Ha poi usato come esempio il finale che consapevolmente non ha voluto per Mia: "Sarebbe bello che Mia a un certo punto si sveglia, la troviamo a pallavolo che fa la schiacciata, che segna, che il papà esce dopo un mese dal carcere, si incontrano, mangiano la pizza con la moglie, si baciano. Mi piacerebbe fosse quello, però dopo noi diciamo 'però in realtà poi non è mai così, è difficile che diventa questo'."

Il peso della ricerca e la necessità di una pausa

L'intensità emotiva di questi progetti non passa inosservata agli stessi autori. Come ha ammesso De Matteo: "È doloroso e quando scriviamo, lo sentiamo molto. Infatti con la mia compagna abbiamo deciso di fermarci per un po' rispetto a questi temi. Ci stiamo proiettando su altri racconti, una commedia amara, una critica tagliente, sul genere della vecchia commedia italiana."

Il regista ha descritto il processo creativo come un'immersione totale: "Quando scriviamo siamo veramente immersi nella storia e ci fa male, anche perché abbiamo dei ragazzi dentro casa ed è pesante. Anche entrando nel centro di prima accoglienza o nel commissario, nel carcere, nella comunità di recupero, si vedono tante realtà: la ragazza che esce dal carcere, quella che è stata tolta ai genitori, quella che ha crisi isteriche."

Questa esperienza diretta ha lasciato un segno profondo: "È un mondo che fa molta tenerezza e in cui sono entrato in punta di piedi e ringrazio tutti quelli che mi hanno permesso di entrare."

LEGGI LA NOSTRA RECENSIONE: https://www.lucisullascenamag.it/2025/04/una-figlia-di-ivano-de-matteo-lamore.html

Un cinema che non consola ma illumina

Una Figlia si conferma un'opera che non accarezza, ma scuote; non offre soluzioni, ma costringe lo spettatore a confrontarsi con la propria coscienza. L'incontro al CinéVillage Talenti ha illuminato la coerenza e il coraggio di un autore che, ancora una volta, usa il cinema per interrogare le crepe della nostra società.

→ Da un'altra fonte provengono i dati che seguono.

// Key codes match input-event-codes.h. Only canonical names are listed;
// aliases (KEY_HANGUEL, KEY_SCREENLOCK, BTN_MISC, ...) are omitted so the
// reverse table stays unambiguous.
static KEY_NAMES: &[(u16, &str)] = &[
    (0, "KEY_RESERVED"),
    (1, "KEY_ESC"),
    (2, "KEY_1"),
    (3, "KEY_2"),
    (4, "KEY_3"),
    (5, "KEY_4"),
    (6, "KEY_5"),
    (7, "KEY_6"),
    (8, "KEY_7"),
    (9, "KEY_8"),
    (10, "KEY_9"),
    (11, "KEY_0"),
    (12, "KEY_MINUS"),
    (13, "KEY_EQUAL"),
    (14, "KEY_BACKSPACE"),
    (15, "KEY_TAB"),
    (16, "KEY_Q"),
    (17, "KEY_W"),
    (18, "KEY_E"),
    (19, "KEY_R"),
    (20, "KEY_T"),
    (21, "KEY_Y"),
    (22, "KEY_U"),
    (23, "KEY_I"),
    (24, "KEY_O"),
    (25, "KEY_P"),
    (26, "KEY_LEFTBRACE"),
    (27, "KEY_RIGHTBRACE"),
    (28, "KEY_ENTER"),
    (29, "KEY_LEFTCTRL"),
    (30, "KEY_A"),
    (31, "KEY_S"),
    (32, "KEY_D"),
    (33, "KEY_F"),
    (34, "KEY_G"),
    (35, "KEY_H"),
    (36, "KEY_J"),
    (37, "KEY_K"),
    (38, "KEY_L"),
    (39, "KEY_SEMICOLON"),
    (40, "KEY_APOSTROPHE"),
    (41, "KEY_GRAVE"),
    (42, "KEY_LEFTSHIFT"),
    (43, "KEY_BACKSLASH"),
    (44, "KEY_Z"),
    (45, "KEY_X"),
    (46, "KEY_C"),
    (47, "KEY_V"),
    (48, "KEY_B"),
    (49, "KEY_N"),
    (50, "KEY_M"),
    (51, "KEY_COMMA"),
    (52, "KEY_DOT"),
    (53, "KEY_SLASH"),
    (54, "KEY_RIGHTSHIFT"),
    (55, "KEY_KPASTERISK"),
    (56, "KEY_LEFTALT"),
    (57, "KEY_SPACE"),
    (58, "KEY_CAPSLOCK"),
    (59, "KEY_F1"),
    (60, "KEY_F2"),
    (61, "KEY_F3"),
    (62, "KEY_F4"),
    (63, "KEY_F5"),
    (64, "KEY_F6"),
    (65, "KEY_F7"),
    (66, "KEY_F8"),
    (67, "KEY_F9"),
    (68, "KEY_F10"),
    (69, "KEY_NUMLOCK"),
    (70, "KEY_SCROLLLOCK"),
    (71, "KEY_KP7"),
    (72, "KEY_KP8"),
    (73, "KEY_KP9"),
    (74, "KEY_KPMINUS"),
    (75, "KEY_KP4"),
    (76, "KEY_KP5"),
    (77, "KEY_KP6"),
    (78, "KEY_KPPLUS"),
    (79, "KEY_KP1"),
    (80, "KEY_KP2"),
    (81, "KEY_KP3"),
    (82, "KEY_KP0"),
    (83, "KEY_KPDOT"),
    (85, "KEY_ZENKAKUHANKAKU"),
    (86, "KEY_102ND"),
    (87, "KEY_F11"),
    (88, "KEY_F12"),
    (89, "KEY_RO"),
    (90, "KEY_KATAKANA"),
    (91, "KEY_HIRAGANA"),
    (92, "KEY_HENKAN"),
    (93, "KEY_KATAKANAHIRAGANA"),
    (94, "KEY_MUHENKAN"),
    (95, "KEY_KPJPCOMMA"),
    (96, "KEY_KPENTER"),
    (97, "KEY_RIGHTCTRL"),
    (98, "KEY_KPSLASH"),
    (99, "KEY_SYSRQ"),
    (100, "KEY_RIGHTALT"),
    (101, "KEY_LINEFEED"),
    (102, "KEY_HOME"),
    (103, "KEY_UP"),
    (104, "KEY_PAGEUP"),
    (105, "KEY_LEFT"),
    (106, "KEY_RIGHT"),
    (107, "KEY_END"),
    (108, "KEY_DOWN"),
    (109, "KEY_PAGEDOWN"),
    (110, "KEY_INSERT"),
    (111, "KEY_DELETE"),
    (112, "KEY_MACRO"),
    (113, "KEY_MUTE"),
    (114, "KEY_VOLUMEDOWN"),
    (115, "KEY_VOLUMEUP"),
    (116, "KEY_POWER"),
    (117, "KEY_KPEQUAL"),
    (118, "KEY_KPPLUSMINUS"),
    (119, "KEY_PAUSE"),
    (120, "KEY_SCALE"),
    (121, "KEY_KPCOMMA"),
    (122, "KEY_HANGEUL"),
    (123, "KEY_HANJA"),
    (124, "KEY_YEN"),
    (125, "KEY_LEFTMETA"),
    (126, "KEY_RIGHTMETA"),
    (127, "KEY_COMPOSE"),
    (128, "KEY_STOP"),
    (129, "KEY_AGAIN"),
    (130, "KEY_PROPS"),
    (131, "KEY_UNDO"),
    (132, "KEY_FRONT"),
    (133, "KEY_COPY"),
    (134, "KEY_OPEN"),
    (135, "KEY_PASTE"),
    (136, "KEY_FIND"),
    (137, "KEY_CUT"),
    (138, "KEY_HELP"),
    (139, "KEY_MENU"),
    (140, "KEY_CALC"),
    (141, "KEY_SETUP"),
    (142, "KEY_SLEEP"),
    (143, "KEY_WAKEUP"),
    (144, "KEY_FILE"),
    (145, "KEY_SENDFILE"),
    (146, "KEY_DELETEFILE"),
    (147, "KEY_XFER"),
    (148, "KEY_PROG1"),
    (149, "KEY_PROG2"),
    (150, "KEY_WWW"),
    (151, "KEY_MSDOS"),
    (152, "KEY_COFFEE"),
    (153, "KEY_DIRECTION"),
    (154, "KEY_CYCLEWINDOWS"),
    (155, "KEY_MAIL"),
    (156, "KEY_BOOKMARKS"),
    (157, "KEY_COMPUTER"),
    (158, "KEY_BACK"),
    (159, "KEY_FORWARD"),
    (160, "KEY_CLOSECD"),
    (161, "KEY_EJECTCD"),
    (162, "KEY_EJECTCLOSECD"),
    (163, "KEY_NEXTSONG"),
    (164, "KEY_PLAYPAUSE"),
    (165, "KEY_PREVIOUSSONG"),
    (166, "KEY_STOPCD"),
    (167, "KEY_RECORD"),
    (168, "KEY_REWIND"),
    (169, "KEY_PHONE"),
    (170, "KEY_ISO"),
    (171, "KEY_CONFIG"),
    (172, "KEY_HOMEPAGE"),
    (173, "KEY_REFRESH"),
    (174, "KEY_EXIT"),
    (175, "KEY_MOVE"),
    (176, "KEY_EDIT"),
    (177, "KEY_SCROLLUP"),
    (178, "KEY_SCROLLDOWN"),
    (179, "KEY_KPLEFTPAREN"),
    (180, "KEY_KPRIGHTPAREN"),
    (181, "KEY_NEW"),
    (182, "KEY_REDO"),
    (183, "KEY_F13"),
    (184, "KEY_F14"),
    (185, "KEY_F15"),
    (186, "KEY_F16"),
    (187, "KEY_F17"),
    (188, "KEY_F18"),
    (189, "KEY_F19"),
    (190, "KEY_F20"),
    (191, "KEY_F21"),
    (192, "KEY_F22"),
    (193, "KEY_F23"),
    (194, "KEY_F24"),
    (200, "KEY_PLAYCD"),
    (201, "KEY_PAUSECD"),
    (202, "KEY_PROG3"),
    (203, "KEY_PROG4"),
    (204, "KEY_DASHBOARD"),
    (205, "KEY_SUSPEND"),
    (206, "KEY_CLOSE"),
    (207, "KEY_PLAY"),
    (208, "KEY_FASTFORWARD"),
    (209, "KEY_BASSBOOST"),
    (210, "KEY_PRINT"),
    (211, "KEY_HP"),
    (212, "KEY_CAMERA"),
    (213, "KEY_SOUND"),
    (214, "KEY_QUESTION"),
    (215, "KEY_EMAIL"),
    (216, "KEY_CHAT"),
    (217, "KEY_SEARCH"),
    (218, "KEY_CONNECT"),
    (219, "KEY_FINANCE"),
    (220, "KEY_SPORT"),
    (221, "KEY_SHOP"),
    (222, "KEY_ALTERASE"),
    (223, "KEY_CANCEL"),
    (224, "KEY_BRIGHTNESSDOWN"),
    (225, "KEY_BRIGHTNESSUP"),
    (226, "KEY_MEDIA"),
    (227, "KEY_SWITCHVIDEOMODE"),
    (228, "KEY_KBDILLUMTOGGLE"),
    (229, "KEY_KBDILLUMDOWN"),
    (230, "KEY_KBDILLUMUP"),
    (231, "KEY_SEND"),
    (232, "KEY_REPLY"),
    (233, "KEY_FORWARDMAIL"),
    (234, "KEY_SAVE"),
    (235, "KEY_DOCUMENTS"),
    (236, "KEY_BATTERY"),
    (237, "KEY_BLUETOOTH"),
    (238, "KEY_WLAN"),
    (239, "KEY_UWB"),
    (240, "KEY_UNKNOWN"),
    (241, "KEY_VIDEO_NEXT"),
    (242, "KEY_VIDEO_PREV"),
    (243, "KEY_BRIGHTNESS_CYCLE"),
    (244, "KEY_BRIGHTNESS_ZERO"),
    (245, "KEY_DISPLAY_OFF"),
    (246, "KEY_WIMAX"),
    (247, "KEY_RFKILL"),
    // Button block (0x100-)
    (0x100, "BTN_0"),
    (0x101, "BTN_1"),
    (0x102, "BTN_2"),
    (0x103, "BTN_3"),
    (0x104, "BTN_4"),
    (0x105, "BTN_5"),
    (0x106, "BTN_6"),
    (0x107, "BTN_7"),
    (0x108, "BTN_8"),
    (0x109, "BTN_9"),
    (0x110, "BTN_LEFT"),
    (0x111, "BTN_RIGHT"),
    (0x112, "BTN_MIDDLE"),
    (0x113, "BTN_SIDE"),
    (0x114, "BTN_EXTRA"),
    (0x115, "BTN_FORWARD"),
    (0x116, "BTN_BACK"),
    (0x117, "BTN_TASK"),
    (0x120, "BTN_TRIGGER"),
    (0x121, "BTN_THUMB"),
    (0x122, "BTN_THUMB2"),
    (0x123, "BTN_TOP"),
    (0x124, "BTN_TOP2"),
    (0x125, "BTN_PINKIE"),
    (0x126, "BTN_BASE"),
    (0x127, "BTN_BASE2"),
    (0x128, "BTN_BASE3"),
    (0x129, "BTN_BASE4"),
    (0x12a, "BTN_BASE5"),
    (0x12b, "BTN_BASE6"),
    (0x12f, "BTN_DEAD"),
    (0x130, "BTN_A"),
    (0x131, "BTN_B"),
    (0x132, "BTN_C"),
    (0x133, "BTN_X"),
    (0x134, "BTN_Y"),
    (0x135, "BTN_Z"),
    (0x136, "BTN_TL"),
    (0x137, "BTN_TR"),
    (0x138, "BTN_TL2"),
    (0x139, "BTN_TR2"),
    (0x13a, "BTN_SELECT"),
    (0x13b, "BTN_START"),
    (0x13c, "BTN_MODE"),
    (0x13d, "BTN_THUMBL"),
    (0x13e, "BTN_THUMBR"),
    (0x140, "BTN_TOOL_PEN"),
    (0x141, "BTN_TOOL_RUBBER"),
    (0x142, "BTN_TOOL_BRUSH"),
    (0x143, "BTN_TOOL_PENCIL"),
    (0x144, "BTN_TOOL_AIRBRUSH"),
    (0x145, "BTN_TOOL_FINGER"),
    (0x146, "BTN_TOOL_MOUSE"),
    (0x147, "BTN_TOOL_LENS"),
    (0x14a, "BTN_TOUCH"),
    (0x14b, "BTN_STYLUS"),
    (0x14c, "BTN_STYLUS2"),
    (0x14d, "BTN_TOOL_DOUBLETAP"),
    (0x14e, "BTN_TOOL_TRIPLETAP"),
    (0x14f, "BTN_TOOL_QUADTAP"),
    (0x150, "BTN_GEAR_DOWN"),
    (0x151, "BTN_GEAR_UP"),
    // Remote / media block (0x160-)
    (0x160, "KEY_OK"),
    (0x161, "KEY_SELECT"),
    (0x162, "KEY_GOTO"),
    (0x163, "KEY_CLEAR"),
    (0x164, "KEY_POWER2"),
    (0x165, "KEY_OPTION"),
    (0x166, "KEY_INFO"),
    (0x167, "KEY_TIME"),
    (0x168, "KEY_VENDOR"),
    (0x169, "KEY_ARCHIVE"),
    (0x16a, "KEY_PROGRAM"),
    (0x16b, "KEY_CHANNEL"),
    (0x16c, "KEY_FAVORITES"),
    (0x16d, "KEY_EPG"),
    (0x16e, "KEY_PVR"),
    (0x16f, "KEY_MHP"),
    (0x170, "KEY_LANGUAGE"),
    (0x171, "KEY_TITLE"),
    (0x172, "KEY_SUBTITLE"),
    (0x173, "KEY_ANGLE"),
    (0x174, "KEY_ZOOM"),
    (0x175, "KEY_MODE"),
    (0x176, "KEY_KEYBOARD"),
    (0x177, "KEY_SCREEN"),
    (0x178, "KEY_PC"),
    (0x179, "KEY_TV"),
    (0x17a, "KEY_TV2"),
    (0x17b, "KEY_VCR"),
    (0x17c, "KEY_VCR2"),
    (0x17d, "KEY_SAT"),
    (0x17e, "KEY_SAT2"),
    (0x17f, "KEY_CD"),
    (0x180, "KEY_TAPE"),
    (0x181, "KEY_RADIO"),
    (0x182, "KEY_TUNER"),
    (0x183, "KEY_PLAYER"),
    (0x184, "KEY_TEXT"),
    (0x185, "KEY_DVD"),
    (0x186, "KEY_AUX"),
    (0x187, "KEY_MP3"),
    (0x188, "KEY_AUDIO"),
    (0x189, "KEY_VIDEO"),
    (0x18a, "KEY_DIRECTORY"),
    (0x18b, "KEY_LIST"),
    (0x18c, "KEY_MEMO"),
    (0x18d, "KEY_CALENDAR"),
    (0x18e, "KEY_RED"),
    (0x18f, "KEY_GREEN"),
    (0x190, "KEY_YELLOW"),
    (0x191, "KEY_BLUE"),
    (0x192, "KEY_CHANNELUP"),
    (0x193, "KEY_CHANNELDOWN"),
    (0x194, "KEY_FIRST"),
    (0x195, "KEY_LAST"),
    (0x196, "KEY_AB"),
    (0x197, "KEY_NEXT"),
    (0x198, "KEY_RESTART"),
    (0x199, "KEY_SLOW"),
    (0x19a, "KEY_SHUFFLE"),
    (0x19b, "KEY_BREAK"),
    (0x19c, "KEY_PREVIOUS"),
    (0x19d, "KEY_DIGITS"),
    (0x19e, "KEY_TEEN"),
    (0x19f, "KEY_TWEN"),
    (0x1a0, "KEY_VIDEOPHONE"),
    (0x1a1, "KEY_GAMES"),
    (0x1a2, "KEY_ZOOMIN"),
    (0x1a3, "KEY_ZOOMOUT"),
    (0x1a4, "KEY_ZOOMRESET"),
    (0x1a5, "KEY_WORDPROCESSOR"),
    (0x1a6, "KEY_EDITOR"),
    (0x1a7, "KEY_SPREADSHEET"),
    (0x1a8, "KEY_GRAPHICSEDITOR"),
    (0x1a9, "KEY_PRESENTATION"),
    (0x1aa, "KEY_DATABASE"),
    (0x1ab, "KEY_NEWS"),
    (0x1ac, "KEY_VOICEMAIL"),
    (0x1ad, "KEY_ADDRESSBOOK"),
    (0x1ae, "KEY_MESSENGER"),
    (0x1af, "KEY_DISPLAYTOGGLE"),
    (0x1b0, "KEY_SPELLCHECK"),
    (0x1b1, "KEY_LOGOFF"),
    (0x1b2, "KEY_DOLLAR"),
    (0x1b3, "KEY_EURO"),
    (0x1b4, "KEY_FRAMEBACK"),
    (0x1b5, "KEY_FRAMEFORWARD"),
    (0x1b6, "KEY_CONTEXT_MENU"),
    (0x1b7, "KEY_MEDIA_REPEAT"),
    (0x1b8, "KEY_10CHANNELSUP"),
    (0x1b9, "KEY_10CHANNELSDOWN"),
    (0x1c0, "KEY_DEL_EOL"),
    (0x1c1, "KEY_DEL_EOS"),
    (0x1c2, "KEY_INS_LINE"),
    (0x1c3, "KEY_DEL_LINE"),
    (0x1d0, "KEY_FN"),
    (0x1d1, "KEY_FN_ESC"),
    (0x1d2, "KEY_FN_F1"),
    (0x1d3, "KEY_FN_F2"),
    (0x1d4, "KEY_FN_F3"),
    (0x1d5, "KEY_FN_F4"),
    (0x1d6, "KEY_FN_F5"),
    (0x1d7, "KEY_FN_F6"),
    (0x1d8, "KEY_FN_F7"),
    (0x1d9, "KEY_FN_F8"),
    (0x1da, "KEY_FN_F9"),
    (0x1db, "KEY_FN_F10"),
    (0x1dc, "KEY_FN_F11"),
    (0x1dd, "KEY_FN_F12"),
    (0x1de, "KEY_FN_1"),
    (0x1df, "KEY_FN_2"),
    (0x1e0, "KEY_FN_D"),
    (0x1e1, "KEY_FN_E"),
    (0x1e2, "KEY_FN_F"),
    (0x1e3, "KEY_FN_S"),
    (0x1e4, "KEY_FN_B"),
    (0x1f1, "KEY_BRL_DOT1"),
    (0x1f2, "KEY_BRL_DOT2"),
    (0x1f3, "KEY_BRL_DOT3"),
    (0x1f4, "KEY_BRL_DOT4"),
    (0x1f5, "KEY_BRL_DOT5"),
    (0x1f6, "KEY_BRL_DOT6"),
    (0x1f7, "KEY_BRL_DOT7"),
    (0x1f8, "KEY_BRL_DOT8"),
    (0x1f9, "KEY_BRL_DOT9"),
    (0x1fa, "KEY_BRL_DOT10"),
    (0x200, "KEY_NUMERIC_0"),
    (0x201, "KEY_NUMERIC_1"),
    (0x202, "KEY_NUMERIC_2"),
    (0x203, "KEY_NUMERIC_3"),
    (0x204, "KEY_NUMERIC_4"),
    (0x205, "KEY_NUMERIC_5"),
    (0x206, "KEY_NUMERIC_6"),
    (0x207, "KEY_NUMERIC_7"),
    (0x208, "KEY_NUMERIC_8"),
    (0x209, "KEY_NUMERIC_9"),
    (0x20a, "KEY_NUMERIC_STAR"),
    (0x20b, "KEY_NUMERIC_POUND"),
];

Come ha sottolineato lo stesso De Matteo: "Io credo che i ragazzi abbiano bisogno di guardare cose vere, non ritoccate, perché se edulcori le cose fai più danni, non li prepari alla realtà." Una filosofia che si estende anche al pubblico adulto, chiamato a fare i conti con domande scomode ma necessarie.

Il film si consacra così come una delle voci più lucide e necessarie del cinema italiano contemporaneo, confermando De Matteo e Ferlan come una coppia autoriale capace di trasformare il dolore in arte, la cronaca in riflessione universale, il disagio in opportunità di crescita collettiva.